_Try it_. Scan the entries below, and for each line that includes the word "acme", make a copy.
** Data extract follows **
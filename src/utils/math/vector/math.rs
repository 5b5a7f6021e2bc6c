use std::cmp::Ordering;

use num::Num;

use super::ZeroSpVec;

impl<N> ZeroSpVec<N>
where
    N: Num + Copy + Into<f64>,
{
    /// ドット積を計算するメソッド
    ///
    /// # Arguments
    /// * `other` - 他のベクトル
    ///
    /// # Returns
    /// * `f64` - ドット積の結果
    #[inline]
    pub fn dot(&self, other: &Self) -> f64 {
        debug_assert_eq!(
            self.len(),
            other.len(),
            "Vectors must be of the same length to compute dot product."
        );
        let mut a_it = self.raw_iter();
        let mut b_it = other.raw_iter();
        let mut a_next = a_it.next();
        let mut b_next = b_it.next();
        let mut result = 0_f64;
        while let (Some((ia, va)), Some((ib, vb))) = (a_next, b_next) {
            match ia.cmp(&ib) {
                Ordering::Equal => {
                    let (va, vb): (f64, f64) = (va.into(), vb.into());
                    result += va * vb;
                    a_next = a_it.next();
                    b_next = b_it.next();
                }
                Ordering::Less => a_next = a_it.next(),
                Ordering::Greater => b_next = b_it.next(),
            }
        }
        result
    }

    #[inline]
    pub fn norm_sq(&self) -> f64 {
        self.raw_iter()
            .map(|(_, v)| {
                let v: f64 = v.into();
                v * v
            })
            .sum()
    }

    #[inline]
    pub fn norm(&self) -> f64 {
        self.norm_sq().sqrt()
    }

    /// コサイン類似度
    /// cos(θ) = Σ(a_i * b_i) / (||a|| * ||b||)
    ///
    /// 0 when either vector has zero magnitude. Clamped to [-1, 1] so that
    /// rounding never reports a similarity above 1.
    #[inline]
    pub fn cosine_similarity(&self, other: &Self) -> f64 {
        let norm_a = self.norm();
        let norm_b = other.norm();
        if norm_a == 0.0 || norm_b == 0.0 {
            return 0.0;
        }
        (self.dot(other) / (norm_a * norm_b)).clamp(-1.0, 1.0)
    }
}
use anyhow::Context;
use clap::{Parser, Subcommand, ValueEnum};
use recsys_pipeline::{PipelineConfig, PipelineJob, Stage};
use std::path::PathBuf;
use tracing::info;
use tracing_subscriber::{fmt, prelude::*, EnvFilter};

#[derive(Parser)]
#[command(name = "recsys-pipeline")]
#[command(version, about = "Offline candidate generation, blending and reranking")]
struct Cli {
    /// Pipeline configuration (YAML)
    #[arg(short, long, global = true, default_value = "config/pipeline.yaml")]
    config: PathBuf,

    /// Evaluation stage
    #[arg(short, long, global = true, default_value = "val")]
    stage: Stage,

    #[arg(long, global = true, value_enum, default_value_t = LogFormat::Text)]
    log_format: LogFormat,

    #[clap(subcommand)]
    command: Commands,
}

#[derive(Subcommand)]
enum Commands {
    /// Build co-visitation and popularity candidates
    Candidates,
    /// Fuse candidate and ranker scores with RRF
    Blend,
    /// Diversity rerank the blended scores
    Rerank,
    /// Write the submission CSV
    Submit,
    /// Run every step
    Run,
}

#[derive(Clone, Copy, ValueEnum)]
enum LogFormat {
    Text,
    Json,
}

fn init_tracing(format: LogFormat) {
    let filter = EnvFilter::try_from_default_env().unwrap_or_else(|_| EnvFilter::new("info"));
    match format {
        LogFormat::Text => tracing_subscriber::registry()
            .with(fmt::layer())
            .with(filter)
            .init(),
        LogFormat::Json => tracing_subscriber::registry()
            .with(fmt::layer().json())
            .with(filter)
            .init(),
    }
}

fn main() -> anyhow::Result<()> {
    let cli = Cli::parse();
    init_tracing(cli.log_format);

    let config = PipelineConfig::load(&cli.config)
        .with_context(|| format!("Failed to load config {}", cli.config.display()))?;
    let job = PipelineJob::new(config)?;
    let stage = cli.stage;

    match cli.command {
        Commands::Candidates => {
            let stats = job.candidates(stage)?;
            info!(
                stage = %stage,
                users = stats.users,
                pairs = stats.merged_candidates,
                "Candidates done"
            );
        }
        Commands::Blend => {
            let stats = job.blend(stage)?;
            info!(
                stage = %stage,
                mode = stats.mode.as_str(),
                pairs = stats.fused_pairs,
                "Blend done"
            );
        }
        Commands::Rerank => {
            let stats = job.rerank(stage)?;
            info!(stage = %stage, users = stats.users, items = stats.items_emitted, "Rerank done");
        }
        Commands::Submit => {
            let rows = job.submit(stage)?;
            info!(stage = %stage, rows = rows, "Submission done");
        }
        Commands::Run => {
            let stats = job.run(stage)?;
            info!(
                stage = %stage,
                rows = stats.submission_rows,
                duration_ms = stats.total_duration_ms,
                "Run done"
            );
        }
    }

    Ok(())
}
use crate::config::PipelineConfig;
use crate::models::{CategoryId, FusedScore, ItemId, ItemRecord, RankedList, RerankStats, UserId};
use crate::utils::by_score_desc_then_id;
use rayon::prelude::*;
use std::collections::{BTreeMap, HashMap};
use tracing::info;

/// A fused candidate annotated with its catalog attributes.
#[derive(Debug, Clone, PartialEq)]
pub struct DiversityCandidate {
    pub item_id: ItemId,
    pub blend_score: f64,
    pub brand: Option<String>,
    pub category: Option<CategoryId>,
}

/// Diversity Reranker - 多樣性重排
///
/// Greedy MMR selection: each pick maximizes
/// `lambda * blend_score - (1 - lambda) * penalty`, where the penalty adds 1.0
/// for a brand already at `max_per_brand` and 1.0 for a category already at
/// `max_per_category`. Counts grow as items are picked, so the penalty tracks
/// the list being built. Caps are soft: a pool with only one brand still fills
/// the list.
pub struct DiversityReranker {
    lambda: f64, // 1.0: relevance only
    max_per_brand: usize,
    max_per_category: usize,
    top_k: usize,
}

impl DiversityReranker {
    pub fn new(lambda: f64, max_per_brand: usize, max_per_category: usize, top_k: usize) -> Self {
        Self {
            lambda,
            max_per_brand,
            max_per_category,
            top_k,
        }
    }

    pub fn from_config(config: &PipelineConfig) -> Self {
        Self::new(
            config.diversity.mmr_lambda,
            config.diversity.max_per_brand,
            config.diversity.max_per_category,
            config.submission.final_topk,
        )
    }

    /// Select up to `top_k` items for one user.
    pub fn rerank(&self, mut pool: Vec<DiversityCandidate>) -> Vec<ItemId> {
        pool.sort_by(|a, b| {
            by_score_desc_then_id(a.blend_score, a.item_id, b.blend_score, b.item_id)
        });

        let mut selected: Vec<ItemId> = Vec::with_capacity(self.top_k.min(pool.len()));
        let mut brand_counts: HashMap<String, usize> = HashMap::new();
        let mut category_counts: HashMap<CategoryId, usize> = HashMap::new();

        while selected.len() < self.top_k && !pool.is_empty() {
            let mut best_idx = 0;
            let mut best_mmr = f64::NEG_INFINITY;

            // Strict `>`: equal MMR keeps the earlier candidate in pool order
            for (i, candidate) in pool.iter().enumerate() {
                let penalty = self.penalty(candidate, &brand_counts, &category_counts);
                let mmr = self.lambda * candidate.blend_score - (1.0 - self.lambda) * penalty;
                if mmr > best_mmr {
                    best_mmr = mmr;
                    best_idx = i;
                }
            }

            let chosen = pool.remove(best_idx);
            if let Some(brand) = chosen.brand {
                *brand_counts.entry(brand).or_insert(0) += 1;
            }
            if let Some(category) = chosen.category {
                *category_counts.entry(category).or_insert(0) += 1;
            }
            selected.push(chosen.item_id);
        }

        selected
    }

    fn penalty(
        &self,
        candidate: &DiversityCandidate,
        brand_counts: &HashMap<String, usize>,
        category_counts: &HashMap<CategoryId, usize>,
    ) -> f64 {
        let mut penalty = 0.0;
        if let Some(brand) = &candidate.brand {
            if brand_counts.get(brand).copied().unwrap_or(0) >= self.max_per_brand {
                penalty += 1.0;
            }
        }
        if let Some(category) = &candidate.category {
            if category_counts.get(category).copied().unwrap_or(0) >= self.max_per_category {
                penalty += 1.0;
            }
        }
        penalty
    }

    /// Rerank every user in `fused`, joining brand and category from the catalog.
    ///
    /// Items missing from the catalog have neither brand nor category.
    pub fn rerank_all(
        &self,
        fused: &[FusedScore],
        catalog: &HashMap<ItemId, ItemRecord>,
    ) -> (Vec<RankedList>, RerankStats) {
        let mut pools: BTreeMap<UserId, Vec<DiversityCandidate>> = BTreeMap::new();
        for row in fused {
            let record = catalog.get(&row.item_id);
            pools.entry(row.user_id).or_default().push(DiversityCandidate {
                item_id: row.item_id,
                blend_score: row.blend_score,
                brand: record.and_then(|r| r.brand.clone()),
                category: record.and_then(|r| r.category_id),
            });
        }

        let pools: Vec<(UserId, Vec<DiversityCandidate>)> = pools.into_iter().collect();
        let lists: Vec<RankedList> = pools
            .into_par_iter()
            .map(|(user_id, pool)| RankedList {
                user_id,
                items: self.rerank(pool),
            })
            .collect();

        let stats = RerankStats {
            users: lists.len(),
            items_emitted: lists.iter().map(|l| l.items.len()).sum(),
            short_lists: lists.iter().filter(|l| l.items.len() < self.top_k).count(),
        };

        info!(
            users = stats.users,
            items = stats.items_emitted,
            short_lists = stats.short_lists,
            lambda = self.lambda,
            "Diversity rerank completed"
        );

        (lists, stats)
    }
}

#[cfg(test)]
mod tests {
    use super::*;
    use std::collections::HashSet;

    fn candidate(
        item_id: ItemId,
        blend_score: f64,
        brand: Option<&str>,
        category: Option<CategoryId>,
    ) -> DiversityCandidate {
        DiversityCandidate {
            item_id,
            blend_score,
            brand: brand.map(str::to_string),
            category,
        }
    }

    #[test]
    fn test_lambda_one_keeps_blend_order() {
        let reranker = DiversityReranker::new(1.0, 1, 1, 10);
        let pool = vec![
            candidate(3, 0.010, Some("a"), Some(1)),
            candidate(1, 0.030, Some("a"), Some(1)),
            candidate(2, 0.020, Some("a"), Some(1)),
            candidate(4, 0.020, Some("a"), Some(1)),
        ];

        assert_eq!(reranker.rerank(pool), vec![1, 2, 4, 3]);
    }

    #[test]
    fn test_brand_cap_diversifies() {
        let reranker = DiversityReranker::new(0.8, 1, 10, 3);
        let pool = vec![
            candidate(1, 1.0 / 61.0, Some("acme"), None),
            candidate(2, 1.0 / 62.0, Some("acme"), None),
            candidate(3, 1.0 / 63.0, Some("globex"), None),
            candidate(4, 1.0 / 64.0, Some("initech"), None),
        ];

        let result = reranker.rerank(pool);

        assert_eq!(result, vec![1, 3, 4]);
    }

    #[test]
    fn test_caps_are_soft() {
        let reranker = DiversityReranker::new(0.5, 1, 1, 3);
        let pool = vec![
            candidate(1, 0.03, Some("acme"), Some(7)),
            candidate(2, 0.02, Some("acme"), Some(7)),
            candidate(3, 0.01, Some("acme"), Some(7)),
        ];

        assert_eq!(reranker.rerank(pool), vec![1, 2, 3]);
    }

    #[test]
    fn test_category_penalty_stacks_with_brand() {
        let reranker = DiversityReranker::new(0.5, 1, 1, 2);
        let pool = vec![
            candidate(1, 0.05, Some("acme"), Some(7)),
            // brand and category both capped after item 1
            candidate(2, 0.04, Some("acme"), Some(7)),
            // category only
            candidate(3, 0.03, Some("globex"), Some(7)),
        ];

        assert_eq!(reranker.rerank(pool), vec![1, 3]);
    }

    #[test]
    fn test_unknown_attributes_never_penalized() {
        let reranker = DiversityReranker::new(0.5, 1, 1, 3);
        let pool = vec![
            candidate(1, 0.03, None, None),
            candidate(2, 0.02, None, None),
            candidate(3, 0.01, Some("acme"), None),
        ];

        assert_eq!(reranker.rerank(pool), vec![1, 2, 3]);
    }

    #[test]
    fn test_short_pool() {
        let reranker = DiversityReranker::new(0.8, 3, 5, 10);

        let result = reranker.rerank(vec![candidate(1, 0.1, None, None)]);

        assert_eq!(result, vec![1]);
        assert!(reranker.rerank(Vec::new()).is_empty());
    }

    #[test]
    fn test_rerank_all_joins_catalog() {
        let reranker = DiversityReranker::new(0.8, 1, 10, 2);
        let fused_score = |user_id, item_id, blend_score, candidate_rank| FusedScore {
            user_id,
            item_id,
            blend_score,
            candidate_rank,
            ranker_rank: None,
        };
        let fused = vec![
            fused_score(2, 10, 0.03, 1),
            fused_score(2, 11, 0.02, 2),
            fused_score(2, 12, 0.01, 3),
            fused_score(1, 10, 0.01, 1),
        ];
        let mut catalog = HashMap::new();
        for (item_id, brand) in [(10, "acme"), (11, "acme"), (12, "globex")] {
            catalog.insert(
                item_id,
                ItemRecord {
                    item_id,
                    category_id: Some(1),
                    brand: Some(brand.to_string()),
                    price: None,
                },
            );
        }

        let (lists, stats) = reranker.rerank_all(&fused, &catalog);

        assert_eq!(lists[0], RankedList { user_id: 1, items: vec![10] });
        assert_eq!(lists[1], RankedList { user_id: 2, items: vec![10, 12] });
        assert_eq!(stats.users, 2);
        assert_eq!(stats.items_emitted, 3);
        assert_eq!(stats.short_lists, 1);

        let unique: HashSet<ItemId> = lists[1].items.iter().copied().collect();
        assert_eq!(unique.len(), lists[1].items.len());
    }
}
** End of Data extract **
_Answer area_.
            candidate(1, 1.0 / 61.0, Some("acme"), None),
            candidate(2, 1.0 / 62.0, Some("acme"), None),
            candidate(1, 0.03, Some("acme"), Some(7)),
            candidate(2, 0.02, Some("acme"), Some(7)),
            candidate(3, 0.01, Some("acme"), Some(7)),
            candidate(1, 0.05, Some("acme"), Some(7)),
            candidate(2, 0.04, Some("acme"), Some(7)),
            candidate(3, 0.01, Some("acme"), None),
        for (item_id, brand) in [(10, "acme"), (11, "acme"), (12, "globex")] {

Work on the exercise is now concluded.